(Saved data entries)
··········

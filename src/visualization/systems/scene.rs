//! Advance the scene and mirror its camera onto the Bevy camera.

use bevy::prelude::*;

use crate::visualization::resources::{Notices, SceneRes, SequentialLabels};
use crate::visualization::viewport::CameraViewport;
use crate::visualization::constants::NOTICE_SECONDS;

/// Run one scene tick with the frame time, then place the camera.
pub fn tick_scene_system(
    time: Res<Time>,
    mut scene: ResMut<SceneRes>,
    mut labels: ResMut<SequentialLabels>,
    mut notices: ResMut<Notices>,
    mut camera_query: Query<(&Camera, &GlobalTransform, &mut Transform), With<Camera3d>>,
) {
    let Ok((camera, global, mut transform)) = camera_query.get_single_mut() else {
        return;
    };
    let scene = &mut scene.0;

    let viewport = CameraViewport {
        camera,
        transform: global,
    };
    scene.tick(time.delta(), &viewport, &mut *labels);

    for message in scene.router.take_notices() {
        notices.0.push((message, NOTICE_SECONDS));
    }

    let position = scene.camera.position();
    let target = scene.camera.target();
    if position.distance_squared(target) > f32::EPSILON {
        *transform = Transform::from_translation(position).looking_at(target, Vec3::Y);
    }
}
//! JSON scene description: nested layers of nodes and edges.
//!
//! ```json
//! {
//!   "root": {
//!     "nodes": [
//!       { "id": "ingest", "label": "Ingest",
//!         "children": { "nodes": [{ "id": "parse", "label": "Parse" }] } },
//!       { "id": "store", "label": "Store" }
//!     ],
//!     "edges": [{ "from": "ingest", "to": "store", "weight": 0.8 }]
//!   }
//! }
//! ```

use serde::{Deserialize, Serialize};

use super::graph::DEFAULT_EDGE_WEIGHT;

/// A complete scene file.
#[derive(Debug, Clone, Default, Serialize, Deserialize)]
pub struct SceneFile {
    pub root: SceneLayer,
}

/// Contents of one layer.
#[derive(Debug, Clone, Default, Serialize, Deserialize)]
pub struct SceneLayer {
    #[serde(default)]
    pub nodes: Vec<SceneNode>,
    #[serde(default)]
    pub edges: Vec<SceneEdge>,
}

/// A node and, optionally, the contents of its sub-layer.
#[derive(Debug, Clone, Serialize, Deserialize)]
pub struct SceneNode {
    pub id: String,
    pub label: String,
    /// Initial position hint; layout overwrites it.
    #[serde(default)]
    pub x: f32,
    #[serde(default)]
    pub z: f32,
    #[serde(default, skip_serializing_if = "Option::is_none")]
    pub children: Option<SceneLayer>,
}

#[derive(Debug, Clone, Serialize, Deserialize)]
pub struct SceneEdge {
    pub from: String,
    pub to: String,
    #[serde(default = "default_weight")]
    pub weight: f32,
}

fn default_weight() -> f32 {
    DEFAULT_EDGE_WEIGHT
}

#[cfg(test)]
mod tests {
    use super::*;

    #[test]
    fn test_scene_file_defaults() {
        let json = r#"{
            "root": {
                "nodes": [
                    { "id": "a", "label": "A", "children": { "nodes": [{ "id": "a1", "label": "A1" }] } },
                    { "id": "b", "label": "B" }
                ],
                "edges": [{ "from": "a", "to": "b" }]
            }
        }"#;
        let scene: SceneFile = serde_json::from_str(json).unwrap();
        assert_eq!(scene.root.nodes.len(), 2);
        assert_eq!(scene.root.edges[0].weight, DEFAULT_EDGE_WEIGHT);
        let children = scene.root.nodes[0].children.as_ref().unwrap();
        assert_eq!(children.nodes[0].id, "a1");
        assert!(children.edges.is_empty());
        assert!(scene.root.nodes[1].children.is_none());
    }
}
//! Graph model: the arena of layers and their scoped mutations.

use std::collections::HashMap;

use bevy::math::{Vec2, Vec3};
use tracing::{debug, info};

use crate::config::{GraphConfig, LayoutConfig};
use crate::error::AppError;
use crate::models::{Layer, LayerId, LayerParent, Node};

use super::layout::{LayoutEngine, LayoutReport};

/// Result of removing a node.
#[derive(Debug, Clone)]
pub struct Removal {
    pub node: Node,
    /// Sub-layers destroyed along with the node, outermost first.
    pub dropped_layers: Vec<LayerId>,
}

/// Owns every layer. Nodes own their sub-layer through a [`LayerId`] handle.
///
/// Every structural mutation re-runs layout on the mutated layer only and
/// bumps [`GraphModel::revision`].
#[derive(Debug, Clone)]
pub struct GraphModel {
    layers: HashMap<LayerId, Layer>,
    next_layer: u32,
    layout: LayoutEngine,
    layer_separation: f32,
    placeholder_children: Vec<String>,
    revision: u64,
}

impl Default for GraphModel {
    fn default() -> Self {
        Self::new(&LayoutConfig::default(), &GraphConfig::default())
    }
}

impl GraphModel {
    pub fn new(layout: &LayoutConfig, graph: &GraphConfig) -> Self {
        let mut layers = HashMap::new();
        layers.insert(LayerId::ROOT, Layer::root());
        Self {
            layers,
            next_layer: 1,
            layout: LayoutEngine::new(layout),
            layer_separation: graph.layer_separation,
            placeholder_children: graph.placeholder_children.clone(),
            revision: 0,
        }
    }

    pub fn root(&self) -> LayerId {
        LayerId::ROOT
    }

    pub fn layout_engine(&self) -> &LayoutEngine {
        &self.layout
    }

    /// Counter bumped by every structural mutation.
    pub fn revision(&self) -> u64 {
        self.revision
    }

    pub fn layer(&self, id: LayerId) -> Option<&Layer> {
        self.layers.get(&id)
    }

    fn layer_mut(&mut self, id: LayerId) -> Result<&mut Layer, AppError> {
        self.layers.get_mut(&id).ok_or(AppError::UnknownLayer(id))
    }

    /// All layers, ordered by id.
    pub fn layers(&self) -> Vec<&Layer> {
        let mut layers: Vec<&Layer> = self.layers.values().collect();
        layers.sort_by_key(|l| l.id);
        layers
    }

    pub fn layer_count(&self) -> usize {
        self.layers.len()
    }

    pub fn node(&self, layer: LayerId, id: &str) -> Option<&Node> {
        self.layer(layer)?.node(id)
    }

    /// World-space position of a node.
    pub fn world_position(&self, layer: LayerId, id: &str) -> Option<Vec3> {
        let layer = self.layer(layer)?;
        layer.node(id).map(|node| layer.world_position(node))
    }

    /// Layer ids from the root down to (and including) `layer`.
    pub fn ancestors(&self, layer: LayerId) -> Vec<LayerId> {
        let mut chain = Vec::new();
        let mut cursor = self.layer(layer);
        while let Some(current) = cursor {
            chain.push(current.id);
            cursor = current.parent.as_ref().and_then(|p| self.layer(p.layer));
        }
        chain.reverse();
        chain
    }

    /// Add a node to a layer and re-run its layout.
    pub fn add_node(
        &mut self,
        layer: LayerId,
        id: &str,
        label: &str,
        x: f32,
        z: f32,
    ) -> Result<&Node, AppError> {
        self.layer_mut(layer)?
            .insert_node(Node::new(id, label, x, z))?;
        debug!("Node created: {} \"{}\" in layer {}", id, label, layer);
        self.relayout(layer)?;
        self.node(layer, id).ok_or(AppError::UnknownNode {
            layer,
            id: id.to_string(),
        })
    }

    /// Add an edge. Returns `false` when it was a self-loop or already present.
    pub fn add_edge(
        &mut self,
        layer: LayerId,
        from: &str,
        to: &str,
        weight: f32,
    ) -> Result<bool, AppError> {
        let inserted = self.layer_mut(layer)?.insert_edge(from, to, weight)?;
        if inserted {
            debug!("Edge created: {} -> {} (w: {:.2}) in layer {}", from, to, weight, layer);
            self.relayout(layer)?;
        }
        Ok(inserted)
    }

    /// Remove a node, its incident edges and its whole sub-layer subtree.
    ///
    /// Absent ids are a no-op and return `Ok(None)`.
    pub fn remove_node(&mut self, layer: LayerId, id: &str) -> Result<Option<Removal>, AppError> {
        let Some(node) = self.layer_mut(layer)?.take_node(id) else {
            return Ok(None);
        };

        let mut dropped_layers = Vec::new();
        let mut pending: Vec<LayerId> = node.sub_layer.into_iter().collect();
        while let Some(next) = pending.pop() {
            if let Some(removed) = self.layers.remove(&next) {
                pending.extend(removed.nodes().filter_map(|n| n.sub_layer));
                dropped_layers.push(next);
            }
        }

        info!(
            "Deleted node {} from layer {} ({} sub-layers dropped)",
            id,
            layer,
            dropped_layers.len()
        );
        self.relayout(layer)?;
        Ok(Some(Removal {
            node,
            dropped_layers,
        }))
    }

    /// Change a node's label. Labels do not affect layout.
    pub fn rename_node(&mut self, layer: LayerId, id: &str, label: &str) -> Result<(), AppError> {
        let node = self
            .layer_mut(layer)?
            .node_mut(id)
            .ok_or_else(|| AppError::UnknownNode {
                layer,
                id: id.to_string(),
            })?;
        node.label = label.to_string();
        self.revision += 1;
        Ok(())
    }

    /// Return the node's sub-layer, creating it on first use.
    ///
    /// A new sub-layer is anchored at the node's current world position and
    /// sits one layer separation below its parent.
    pub fn ensure_sub_layer(&mut self, layer: LayerId, id: &str) -> Result<LayerId, AppError> {
        let parent = self.layer(layer).ok_or(AppError::UnknownLayer(layer))?;
        let node = parent.node(id).ok_or_else(|| AppError::UnknownNode {
            layer,
            id: id.to_string(),
        })?;
        if let Some(existing) = node.sub_layer {
            return Ok(existing);
        }

        let world = parent.world_position(node);
        let vertical_offset = parent.vertical_offset - self.layer_separation;
        let depth = parent.depth + 1;

        let sub_id = LayerId(self.next_layer);
        self.next_layer += 1;

        let sub = Layer::new(
            sub_id,
            format!("{id}_sub"),
            Some(LayerParent {
                layer,
                node: id.to_string(),
            }),
            Vec2::new(world.x, world.z),
            vertical_offset,
            depth,
        );
        self.layers.insert(sub_id, sub);
        if let Some(node) = self.layer_mut(layer)?.node_mut(id) {
            node.sub_layer = Some(sub_id);
        }
        self.revision += 1;
        info!("Sublayer created for node: {} ({})", id, sub_id);

        self.seed_placeholders(sub_id, id)?;
        Ok(sub_id)
    }

    fn seed_placeholders(&mut self, sub: LayerId, owner: &str) -> Result<(), AppError> {
        if self.placeholder_children.is_empty() {
            return Ok(());
        }
        let labels = self.placeholder_children.clone();
        let ids: Vec<String> = (0..labels.len())
            .map(|i| format!("{owner}_child_{i}"))
            .collect();

        let target = self.layer_mut(sub)?;
        for (i, (child, label)) in ids.iter().zip(&labels).enumerate() {
            target.insert_node(Node::new(child.as_str(), label.as_str(), i as f32 * 3.0, 0.0))?;
        }
        for pair in ids.windows(2) {
            target.insert_edge(&pair[0], &pair[1], crate::models::DEFAULT_EDGE_WEIGHT)?;
        }
        self.relayout(sub)?;
        Ok(())
    }

    /// Re-run layout on one layer.
    pub fn relayout(&mut self, layer: LayerId) -> Result<LayoutReport, AppError> {
        let engine = self.layout.clone();
        let report = engine.apply(self.layer_mut(layer)?);
        self.revision += 1;
        Ok(report)
    }
}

··········

■ INSTRUCTIONS TO FOLLOW ■
From the records above, extract exactly and only the lines that begin at the line with "-> Result<bool, AppError>" and stop after the line with "let mut dropped_layers = Vec::new();".

■ OUTPUT BELOW ■
    ) -> Result<bool, AppError> {
        let inserted = self.layer_mut(layer)?.insert_edge(from, to, weight)?;
        if inserted {
            debug!("Edge created: {} -> {} (w: {:.2}) in layer {}", from, to, weight, layer);
            self.relayout(layer)?;
        }
        Ok(inserted)
    }

    /// Remove a node, its incident edges and its whole sub-layer subtree.
    ///
    /// Absent ids are a no-op and return `Ok(None)`.
    pub fn remove_node(&mut self, layer: LayerId, id: &str) -> Result<Option<Removal>, AppError> {
        let Some(node) = self.layer_mut(layer)?.take_node(id) else {
            return Ok(None);
        };

        let mut dropped_layers = Vec::new();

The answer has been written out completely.